The Go Execution Tracer — Optimize¶
1. The optimization loop¶
A repeatable trace-driven optimization loop has five steps:
- Measure: a benchmark or load test that reproduces the regression.
- Capture: a 2-5 s trace + a CPU profile of the same window.
- Read: identify one shape — scheduler latency, GC pauses, contention, syscall blocks, under-parallelism.
- Change: the smallest code edit that targets the shape.
- Verify: re-measure; re-capture; compare.
Optimizing without this loop is guessing. The trace is what makes step 3 possible.
2. Scheduler latency — what to look for¶
Scheduler latency = time from a goroutine becoming Runnable to actually running. The number is in the goroutine analysis page, in the "Scheduler latency profile," and visible as pale slices in the flame view.
| Observation | Diagnosis |
|---|---|
| Sched wait < 100 µs | Healthy |
| Sched wait 100 µs - 1 ms occasionally | Normal load |
| Sched wait > 1 ms regularly | Oversubscription or P starvation |
| Sched wait > 10 ms | Severe; investigate immediately |
Sources of high sched wait:
- More goroutines runnable than
GOMAXPROCS. - A goroutine in a tight CPU loop holding a P without yielding (rare since Go 1.14 async preemption, but possible inside syscalls or cgo).
- GC mark-assist or STW consuming P time.
3. Fixing scheduler latency¶
The single most common fix: bound concurrency.
// before: unbounded goroutines, sched wait dominates
for _, item := range items {
go process(item)
}
// after: bounded by GOMAXPROCS
workers := runtime.GOMAXPROCS(0)
ch := make(chan Item)
var wg sync.WaitGroup
for i := 0; i < workers; i++ {
wg.Add(1)
go func() {
defer wg.Done()
for it := range ch {
process(it)
}
}()
}
for _, item := range items {
ch <- item
}
close(ch)
wg.Wait()
In the trace before: thousands of pale (runnable) slices. After: each P stays busy, sched wait collapses to noise.
For mixed I/O + CPU workloads where blocking is dominant, you can over-provision goroutines beyond GOMAXPROCS — the Ps switch to whichever is runnable. Tune the worker count by trying GOMAXPROCS, 2*GOMAXPROCS, 4*GOMAXPROCS and reading the trace each time.

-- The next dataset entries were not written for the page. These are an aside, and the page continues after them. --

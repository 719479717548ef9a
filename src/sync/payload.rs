//! Minimal structural view of a full save payload.
//!
//! The save format itself belongs to the game runtime. This module only
//! describes the three sections the summary extractor reads and decodes each
//! one on demand, so a malformed `system` record never hides a readable party.

use serde::Deserialize;
use serde::de::DeserializeOwned;
use serde_json::Value;

use crate::error::ExtractError;

pub type ActorId = u32;

/// `party` section: active roster in front-to-back order.
#[derive(Debug, Clone, Deserialize)]
pub struct PartyRoster {
    #[serde(rename = "_actors")]
    pub actors: Vec<ActorId>,
    #[serde(rename = "_maxBattleMembers", default)]
    pub max_battle_members: Option<usize>,
}

impl PartyRoster {
    /// Active member ids, truncated to the battle party size.
    pub fn active_member_ids(&self, fallback_max: usize) -> &[ActorId] {
        let max = self.max_battle_members.unwrap_or(fallback_max);
        &self.actors[..self.actors.len().min(max)]
    }
}

/// One element of `actors._data`, holding the current sprite assignment.
#[derive(Debug, Clone, Deserialize)]
pub struct ActorRecord {
    #[serde(rename = "_name", default)]
    pub name: Option<String>,
    #[serde(rename = "_characterName", default)]
    pub character_name: Option<String>,
    #[serde(rename = "_characterIndex", default)]
    pub character_index: Option<u32>,
    #[serde(rename = "_faceName", default)]
    pub face_name: Option<String>,
    #[serde(rename = "_faceIndex", default)]
    pub face_index: Option<u32>,
}

/// `actors` section. `_data` is indexed by actor id; unused ids hold `null`.
#[derive(Debug, Clone, Deserialize)]
pub struct ActorTable {
    #[serde(rename = "_data")]
    pub data: Vec<Option<Value>>,
}

impl ActorTable {
    pub fn actor(&self, id: ActorId) -> Result<ActorRecord, ExtractError> {
        let raw = self
            .data
            .get(id as usize)
            .and_then(Option::as_ref)
            .ok_or(ExtractError::UnknownActor(id))?;
        if !raw.is_object() {
            return Err(ExtractError::UnknownActor(id));
        }
        ActorRecord::deserialize(raw).map_err(|err| ExtractError::MalformedSection {
            section: "actors",
            reason: format!("actor {id}: {err}"),
        })
    }
}

/// `system` section. Only the frame counter matters here.
#[derive(Debug, Clone, Deserialize)]
pub struct SystemRecord {
    #[serde(rename = "_framesOnSave", default)]
    pub frames_on_save: Option<Value>,
}

impl SystemRecord {
    pub fn frames(&self) -> Result<u64, ExtractError> {
        self.frames_on_save
            .as_ref()
            .and_then(Value::as_u64)
            .ok_or(ExtractError::MissingFrameCount)
    }
}

#[derive(Debug, Clone)]
pub struct SavePayload {
    raw: Value,
}

impl SavePayload {
    pub fn new(raw: Value) -> Self {
        Self { raw }
    }

    pub fn party(&self) -> Result<PartyRoster, ExtractError> {
        self.section("party")
    }

    pub fn actors(&self) -> Result<ActorTable, ExtractError> {
        self.section("actors")
    }

    pub fn system(&self) -> Result<SystemRecord, ExtractError> {
        self.section("system")
    }

    fn section<T: DeserializeOwned>(&self, name: &'static str) -> Result<T, ExtractError> {
        let value = self
            .raw
            .get(name)
            .filter(|v| !v.is_null())
            .ok_or(ExtractError::MissingSection(name))?;
        T::deserialize(value).map_err(|err| ExtractError::MalformedSection {
            section: name,
            reason: err.to_string(),
        })
    }
}

#[cfg(test)]
mod tests {
    use super::*;
    use serde_json::json;

    #[test]
    fn roster_falls_back_to_configured_battle_size() {
        let payload = SavePayload::new(json!({"party": {"_actors": [1, 2, 3, 4, 5]}}));
        let party = payload.party().expect("party");
        assert_eq!(party.active_member_ids(4), &[1, 2, 3, 4]);
    }

    #[test]
    fn roster_prefers_saved_battle_size() {
        let payload = SavePayload::new(json!({
            "party": {"_actors": [7, 3, 5], "_maxBattleMembers": 2}
        }));
        let party = payload.party().expect("party");
        assert_eq!(party.active_member_ids(4), &[7, 3]);
    }

    #[test]
    fn null_actor_slot_is_unknown() {
        let payload = SavePayload::new(json!({"actors": {"_data": [null, null]}}));
        let table = payload.actors().expect("actors");
        assert_eq!(table.actor(1).unwrap_err(), ExtractError::UnknownActor(1));
        assert_eq!(table.actor(9).unwrap_err(), ExtractError::UnknownActor(9));
    }

    #[test]
    fn missing_and_malformed_sections_are_distinguished() {
        let payload = SavePayload::new(json!({"party": "oops"}));
        assert!(matches!(
            payload.party(),
            Err(ExtractError::MalformedSection { section: "party", .. })
        ));
        assert_eq!(
            payload.system().unwrap_err(),
            ExtractError::MissingSection("system")
        );
    }

    #[test]
    fn frame_count_must_be_a_non_negative_integer() {
        let payload = SavePayload::new(json!({"system": {"_framesOnSave": -5}}));
        let system = payload.system().expect("system");
        assert_eq!(system.frames().unwrap_err(), ExtractError::MissingFrameCount);

        let payload = SavePayload::new(json!({"system": {"@": "Game_System"}}));
        let system = payload.system().expect("system");
        assert_eq!(system.frames().unwrap_err(), ExtractError::MissingFrameCount);
    }
}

4. GC pauses — what to look for¶
The viewer shows STW (stop-the-world) bars in a dedicated lane. Two STW bars per cycle (sweep termination, mark termination), each ideally sub-millisecond.
| STW pause | Diagnosis |
|---|---|
| < 100 µs | Excellent |
| 100 µs - 1 ms | Normal |
| 1 ms - 10 ms | Investigate: large goroutine stacks, finalizers, or huge GOMAXPROCS |
| > 10 ms | Regression; bisect |
runtime/metrics /gc/pauses:seconds is the cheap histogram you should keep in dashboards alongside the trace.
5. Fixing GC pauses¶
| Symptom | Action |
|---|---|
| Frequent GC cycles | Reduce allocation rate (pool, preallocate, avoid interface boxing) |
| Long mark phase | Reduce live heap (often correlates) |
Many gcAssistAlloc slices | Set GOMEMLIMIT; let the pacer give itself more headroom |
| Long STW mark termination | Large pointer-rich live heap; consider value-typed data structures |
| Pauses spike under load | Goroutine stack scan cost; reduce goroutine count |
A specific lever: GOMEMLIMIT. With a memory budget the pacer can pre-emptively run GC less often, reducing absolute pause count while keeping headroom for allocation spikes. The trade-off is more RSS for less GC CPU.
6. Syscall blocking — what to look for¶
Long GoBlockSyscall slices in the syscall blocking profile usually fall into three buckets:
| Pattern | Likely cause |
|---|---|
Long file Read / Write slices | Slow disk, large reads, no buffering |
getaddrinfo style stacks | DNS resolution under load |
| cgo entry points | cgo call into a blocking C function |
A goroutine in a syscall releases its P; the cost is the syscall itself, not the scheduler. But the cost compounds: many concurrent blocking syscalls translate to many M threads created, which has its own overhead.
7. Fixing syscall blocking¶
// before: one big read pulls 100 MB synchronously
data, _ := io.ReadAll(f)
// after: streaming with buffered reads
br := bufio.NewReaderSize(f, 64<<10)
for {
line, err := br.ReadString('\n')
if err != nil { break }
process(line)
}
For DNS: - Cache results in a singleflight group. - Use a long-lived net.Resolver with explicit timeout. - Avoid net.Lookup* in hot paths; resolve once at startup.
For cgo: minimize crossings; batch arguments into a single call.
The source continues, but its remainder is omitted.